### WORK REQUIRED
Starting at the line containing "pub(crate) fn new(dimensions: usize)" and ending at the line containing "impl Embedder for KeyedEmbedder", print every line of the material below exactly, both ends included, and stop there.

★ ★ ★

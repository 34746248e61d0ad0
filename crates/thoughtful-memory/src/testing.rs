//! Test embedders.

use std::collections::HashMap;

use async_trait::async_trait;
use thoughtful_llm::{Embedder, LlmError};

/// Returns fixed vectors for known texts, a constant vector otherwise.
pub(crate) struct KeyedEmbedder {
    vectors: HashMap<String, Vec<f32>>,
    fallback: Vec<f32>,
}

impl KeyedEmbedder {
    pub(crate) fn new(dimensions: usize) -> Self {
        let mut fallback = vec![0.0; dimensions];
        if let Some(last) = fallback.last_mut() {
            *last = 1.0;
        }
        Self {
            vectors: HashMap::new(),
            fallback,
        }
    }

    pub(crate) fn with(mut self, text: &str, vector: Vec<f32>) -> Self {
        self.vectors.insert(text.to_string(), vector);
        self
    }
}

#[async_trait]
impl Embedder for KeyedEmbedder {
    async fn embed(&self, text: &str) -> thoughtful_llm::Result<Vec<f32>> {
        Ok(self
            .vectors
            .get(text)
            .cloned()
            .unwrap_or_else(|| self.fallback.clone()))
    }

    fn dimensions(&self) -> usize {
        self.fallback.len()
    }

    fn name(&self) -> &str {
        "keyed"
    }
}

/// Always fails.
pub(crate) struct FailingEmbedder;

#[async_trait]
impl Embedder for FailingEmbedder {
    async fn embed(&self, _text: &str) -> thoughtful_llm::Result<Vec<f32>> {
        Err(LlmError::Network("connection refused".to_string()))
    }

    fn dimensions(&self) -> usize {
        4
    }

    fn name(&self) -> &str {
        "failing"
    }
}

★ ★ ★

### EXERCISE RESPONSE
    pub(crate) fn new(dimensions: usize) -> Self {
        let mut fallback = vec![0.0; dimensions];
        if let Some(last) = fallback.last_mut() {
            *last = 1.0;
        }
        Self {
            vectors: HashMap::new(),
            fallback,
        }
    }

    pub(crate) fn with(mut self, text: &str, vector: Vec<f32>) -> Self {
        self.vectors.insert(text.to_string(), vector);
        self
    }
}

#[async_trait]
impl Embedder for KeyedEmbedder {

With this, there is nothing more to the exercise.